ADAMTS-13 in traumatic brain injury?

In this issue of Blood, Wu et al report that following traumatic brain injury (TBI) von Willebrand Factor (VWF) is released, binds to microvesicles, and results in vascular leakage and coagulopathy, findings that were reversed by a disintegrin and metalloprotease with thrombospondin (ADAMTS-13).¹ 

In the United States, TBI is a leading cause of death among children and adults.²  Each year, ∼1.5 million Americans sustain a TBI, with a mortality as high as one-third in patients with severe TBI.³  Additionally, when coagulopathy accompanies severe TBI, it is an independent predictor of poor prognosis.^4,5  The pathophysiological mechanisms of coagulopathy are poorly defined and not well understood. Both hyper- and hypocoagulable states have been identified, each leading to opposite but deleterious outcomes. A hypercoagulable state can lead to brain ischemia from microthrombosis while hypocoagulopathy can result in hemorrhage with worsening of the brain injury. Coagulopathy had been attributed to release of tissue factor from the injured brain, but it is now understood that the mechanisms are much more complex. The authors previously provided novel insight into this complex pathway and reported that brain-derived microparticles are released from the injured brain into the systemic circulation and induce an early hypercoagulable state that is quickly followed by consumptive coagulopathy.⁶ 

In the current article, the authors hypothesized that VWF promotes TBI-induced and microvesicle-mediated blood-brain disruption and coagulopathy and that ADAMTS-13 protects endothelial integrity and prevents TBI-induced consumptive coagulopathy (see figure). VWF is an adhesive glycoprotein synthesized in megakaryocytes and endothelial cells and plays a role in hemostasis by recruiting platelets to the site of vessel injury.⁷  It is stored in Weibel-Palade bodies in endothelial cells and in α granules of platelets and is released into the circulation following trauma. The activity of VWF is modulated by ADAMTS-13, a metalloprotease that cleaves the large procoagulant VWF multimers once released into the circulation.⁸  Although low levels of VWF result in a bleeding diathesis, deficiency of ADAMTS-13 is associated with occlusive diseases such as myocardial infarction and stroke.

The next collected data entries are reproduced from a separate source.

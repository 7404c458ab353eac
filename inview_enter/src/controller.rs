// Copyright 2025 the Inview Authors
// SPDX-License-Identifier: Apache-2.0 OR MIT

//! The viewport-enter controller: binding registry, observer pair
//! lifecycle, and the safe-visibility protocol.

use core::fmt;
use core::hash::Hash;

use hashbrown::HashMap;

use inview_playback::{EffectResolver, PlaybackHandle};
use inview_scheduler::FrameQueue;
use inview_viewport::{ObserverConfig, SubscriptionId, ViewportHost, VisibilityEntry};

use crate::machine::{self, HandleOp, Phase};
use crate::safety::{self, SafeTag};
use crate::{EnterConfig, Mode};

/// Read job: heights measured at the first non-intersecting signal of a
/// safe-enabled binding.
#[derive(Copy, Clone, Debug, PartialEq)]
pub struct SafeProbe<K> {
    /// The bound element.
    pub key: K,
    /// The element's height at measurement time.
    pub source_height: f64,
    /// The observation root's height at measurement time.
    pub root_height: f64,
}

/// Write job: replace a binding's primary subscription with the safe-mode
/// configuration.
#[derive(Copy, Clone, Debug, PartialEq)]
pub struct SafeReplace<K> {
    /// The bound element.
    pub key: K,
    /// The root height the replacement margin is derived from.
    pub root_height: f64,
}

/// The frame queue type consumed by [`ViewEnter`].
pub type EnterFrames<K> = FrameQueue<SafeProbe<K>, SafeReplace<K>>;

/// Which of a binding's subscriptions delivered a signal.
#[derive(Copy, Clone, Debug, PartialEq, Eq)]
enum Role {
    Primary,
    Exit,
}

/// One live viewport-enter binding.
struct Binding<H> {
    handle: H,
    config: EnterConfig,
    phase: Phase,
    safe: SafeTag,
    probe_pending: bool,
    primary: Option<SubscriptionId>,
    exit: Option<SubscriptionId>,
}

/// Viewport-enter trigger controller.
///
/// Keeps at most one binding per element. Each binding exclusively owns a
/// playback handle and up to two visibility subscriptions (the primary, and
/// a separate exit subscription for [`Mode::Repeat`] and [`Mode::State`]).
/// Raw signals flow in through [`on_visibility`](Self::on_visibility);
/// the pure transition table in [`machine`] decides which handle operations
/// to emit.
///
/// The controller never blocks and makes no handle call without first
/// re-checking that the binding is still live, so signals that were already
/// queued when [`remove`](Self::remove) ran are dropped rather than acted
/// on.
pub struct ViewEnter<K, H> {
    bindings: HashMap<K, Binding<H>>,
    subs: HashMap<SubscriptionId, (K, Role)>,
}

impl<K, H> Default for ViewEnter<K, H> {
    fn default() -> Self {
        Self {
            bindings: HashMap::new(),
            subs: HashMap::new(),
        }
    }
}

impl<K, H> fmt::Debug for ViewEnter<K, H> {
    fn fmt(&self, f: &mut fmt::Formatter<'_>) -> fmt::Result {
        f.debug_struct("ViewEnter")
            .field("bindings", &self.bindings.len())
            .field("subscriptions", &self.subs.len())
            .finish()
    }
}

impl<K: Copy + Eq + Hash, H: PlaybackHandle> ViewEnter<K, H> {
    /// Creates an empty controller.
    #[must_use]
    pub fn new() -> Self {
        Self::default()
    }

    /// Returns the number of live bindings.
    #[must_use]
    pub fn len(&self) -> usize {
        self.bindings.len()
    }

    /// Returns `true` if no bindings are live.
    #[must_use]
    pub fn is_empty(&self) -> bool {
        self.bindings.is_empty()
    }

    /// Returns `true` if the element has a live binding.
    #[must_use]
    pub fn contains(&self, element: K) -> bool {
        self.bindings.contains_key(&element)
    }

    /// Returns the element's current lifecycle phase, if bound.
    #[must_use]
    pub fn phase(&self, element: K) -> Option<Phase> {
        self.bindings.get(&element).map(|b| b.phase)
    }

    /// Returns the element's safe-visibility tag, if bound.
    #[must_use]
    pub fn safe_tag(&self, element: K) -> Option<SafeTag> {
        self.bindings.get(&element).map(|b| b.safe)
    }

    /// Binds `element` to the effect `spec`, animating `target`.
    ///
    /// Resolution happens first: if the resolver returns `None` the call is
    /// a complete no-op — no subscription is created and any existing
    /// binding is left untouched. Otherwise a previous binding for the same
    /// element is fully torn down before the new one is installed, the
    /// handle's reset-on-finish default is detached with one `persist()`
    /// call, and the observer pair dictated by `config.mode` is created.
    pub fn add<R, V>(
        &mut self,
        element: K,
        target: K,
        spec: &R::Spec,
        config: EnterConfig,
        resolver: &mut R,
        host: &mut V,
    ) where
        R: EffectResolver<K, Handle = H>,
        V: ViewportHost<K>,
    {
        let Some(mut handle) = resolver.resolve(target, spec) else {
            return;
        };

        // Re-binding the same element must not stack subscriptions.
        self.remove(element, host);

        // Persist regardless of mode, before any signal: pausing or
        // reversing mid-flight is only meaningful once the handle stops
        // resetting on finish.
        handle.persist();

        let primary = host.observe(
            element,
            ObserverConfig {
                threshold: config.threshold,
                top_margin: config.top_margin,
                bottom_margin: config.bottom_margin,
            },
        );
        self.subs.insert(primary, (element, Role::Primary));

        let exit = if config.mode.uses_exit_observer() {
            let id = host.observe(element, ObserverConfig::with_threshold(config.exit_threshold));
            self.subs.insert(id, (element, Role::Exit));
            Some(id)
        } else {
            None
        };

        self.bindings.insert(
            element,
            Binding {
                handle,
                config,
                phase: Phase::Unseen,
                safe: SafeTag::Undecided,
                probe_pending: false,
                primary: Some(primary),
                exit,
            },
        );
    }

    /// Tears down the element's binding, if any.
    ///
    /// Idempotent: unknown elements are a silent no-op. Both subscriptions
    /// are dropped and no further signal for them will be acted on. The
    /// handle is released without a `cancel()` call — its engine-side
    /// lifecycle belongs to the resolver that produced it.
    pub fn remove<V: ViewportHost<K>>(&mut self, element: K, host: &mut V) {
        let Some(binding) = self.bindings.remove(&element) else {
            return;
        };
        for id in [binding.primary, binding.exit].into_iter().flatten() {
            host.unobserve(id);
            self.subs.remove(&id);
        }
    }

    /// Feeds one raw visibility signal into the state machine.
    ///
    /// Signals for unknown subscriptions (late callbacks after a
    /// [`remove`](Self::remove), or a retired `Once` primary) are dropped.
    /// For safe-enabled bindings, the first non-intersecting primary signal
    /// enqueues a geometry probe on `frames`; the decision and any
    /// re-subscription run in [`flush_frames`](Self::flush_frames).
    pub fn on_visibility<V: ViewportHost<K>>(
        &mut self,
        id: SubscriptionId,
        entry: &VisibilityEntry,
        host: &mut V,
        frames: &mut EnterFrames<K>,
    ) {
        let Some(&(key, role)) = self.subs.get(&id) else {
            return;
        };
        let Some(binding) = self.bindings.get_mut(&key) else {
            return;
        };

        // Safe-visibility is evaluated lazily on the first signal that
        // reports the threshold unmet, and never again.
        if role == Role::Primary
            && !entry.intersecting
            && binding.config.safe
            && binding.safe == SafeTag::Undecided
            && !binding.probe_pending
        {
            binding.probe_pending = true;
            frames.read(SafeProbe {
                key,
                source_height: entry.bounds.height(),
                root_height: entry.root_bounds.height(),
            });
        }

        let Some(visible) = signal_polarity(binding.config.mode, role, entry.intersecting) else {
            return;
        };

        let transition = machine::step(binding.config.mode, binding.phase, visible);
        binding.phase = transition.phase;
        apply_ops(&mut binding.handle, &transition.ops);

        if transition.retire {
            if let Some(primary) = binding.primary.take() {
                host.unobserve(primary);
                self.subs.remove(&primary);
            }
        }
    }

    /// Drains pending safe-visibility work: reads, then writes.
    ///
    /// Hosts call this once per frame after delivering a visibility pass.
    /// Bindings removed (or whose primary retired) between enqueue and
    /// flush are re-validated and skipped. A triggered replacement unobserves the primary and installs
    /// the zero-threshold, negative-bottom-margin configuration exactly
    /// once; the substitution is terminal for the binding's lifetime.
    pub fn flush_frames<V: ViewportHost<K>>(
        &mut self,
        frames: &mut EnterFrames<K>,
        host: &mut V,
    ) {
        // Read phase: consume measurements; decisions that need to mutate
        // subscriptions become write jobs for the second phase.
        for probe in frames.take_reads() {
            let Some(binding) = self.bindings.get_mut(&probe.key) else {
                continue;
            };
            binding.probe_pending = false;
            if binding.safe != SafeTag::Undecided {
                continue;
            }
            if safety::needs_replacement(
                probe.source_height,
                binding.config.threshold,
                probe.root_height,
            ) {
                frames.write(SafeReplace {
                    key: probe.key,
                    root_height: probe.root_height,
                });
            } else {
                binding.safe = SafeTag::Kept;
            }
        }

        // Write phase: re-subscribe the flagged bindings.
        for job in frames.take_writes() {
            let Some(binding) = self.bindings.get_mut(&job.key) else {
                continue;
            };
            if binding.safe != SafeTag::Undecided {
                continue;
            }
            // A retired primary stays retired: replacement only ever swaps
            // a live subscription.
            let Some(old) = binding.primary.take() else {
                continue;
            };
            host.unobserve(old);
            self.subs.remove(&old);
            let id = host.observe(job.key, safety::replacement_config(job.root_height));
            self.subs.insert(id, (job.key, Role::Primary));
            binding.primary = Some(id);
            binding.safe = SafeTag::Replaced;
        }
    }
}

/// Reduces a raw subscription signal to the machine's boolean, or drops it.
///
/// `Once`/`Alternate` use a single subscription that carries both
/// polarities. `Repeat`/`State` split them: the primary only reports
/// entries (its `false` signals feed nothing but the safe probe) and the
/// exit subscription only reports leaves, so the two geometries stay
/// independently tunable.
fn signal_polarity(mode: Mode, role: Role, intersecting: bool) -> Option<bool> {
    match role {
        Role::Primary if mode.uses_exit_observer() => intersecting.then_some(true),
        Role::Primary => Some(intersecting),
        Role::Exit => (!intersecting).then_some(false),
    }
}

fn apply_ops<H: PlaybackHandle>(handle: &mut H, ops: &[HandleOp]) {
    for op in ops {
        match op {
            HandleOp::Play => handle.play(),
            HandleOp::Pause => handle.pause(),
            HandleOp::Reverse => handle.reverse(),
            HandleOp::Seek(progress) => handle.seek(*progress),
        }
    }
}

The authors investigated the protective effects of exogenously administered ADAMTS-13. To do so, they used their fluid percussive mouse brain injury model to confirm both brain and distant organ (lung) vascular leakage and bleeding as well coagulopathy following injury. They then demonstrated increased activity and adhesive levels of circulating VWF. In vitro, they were able to verify their previous findings that brain-derived microvesicles were responsible for vascular leakage by adding the microvesicle fraction of plasma from brain-injured mice to cultured endothelial cells. To assess the role of VWF, they added blocking antibody, and leakage was reduced. Interestingly, purified VWF in the absence of microvesicles had no effect on leakage.

When recombinant ADAMTS-13 (rADAMTS-13) was administered prior to injury, not only were vascular leakage and coagulopathy reduced, but neurological function and survival were improved. Similarly, ADAMTS-13^−/− mice preconditioned with rADAMTS-13 displayed comparable protection. Perhaps the most clinically significant finding was the therapeutic efficacy of ADAMTS-13 administered postinjury. Mice receiving rADAMTS-13 30 minutes after injury also had reduced VWF adhesive activity as well as less cerebral vascular leakage and improved neurological function and survival.

The novel finding that VWF-bound microparticles may be responsible for enhanced vascular leakage and coagulopathy provides insight into the pathologic mechanisms responsible for secondary brain injury. Importantly, ADAMTS-13 may represent a potential therapeutic, although many questions remain unanswered. Verifying findings of this preclinical study in brain-injured patients may be an important next step.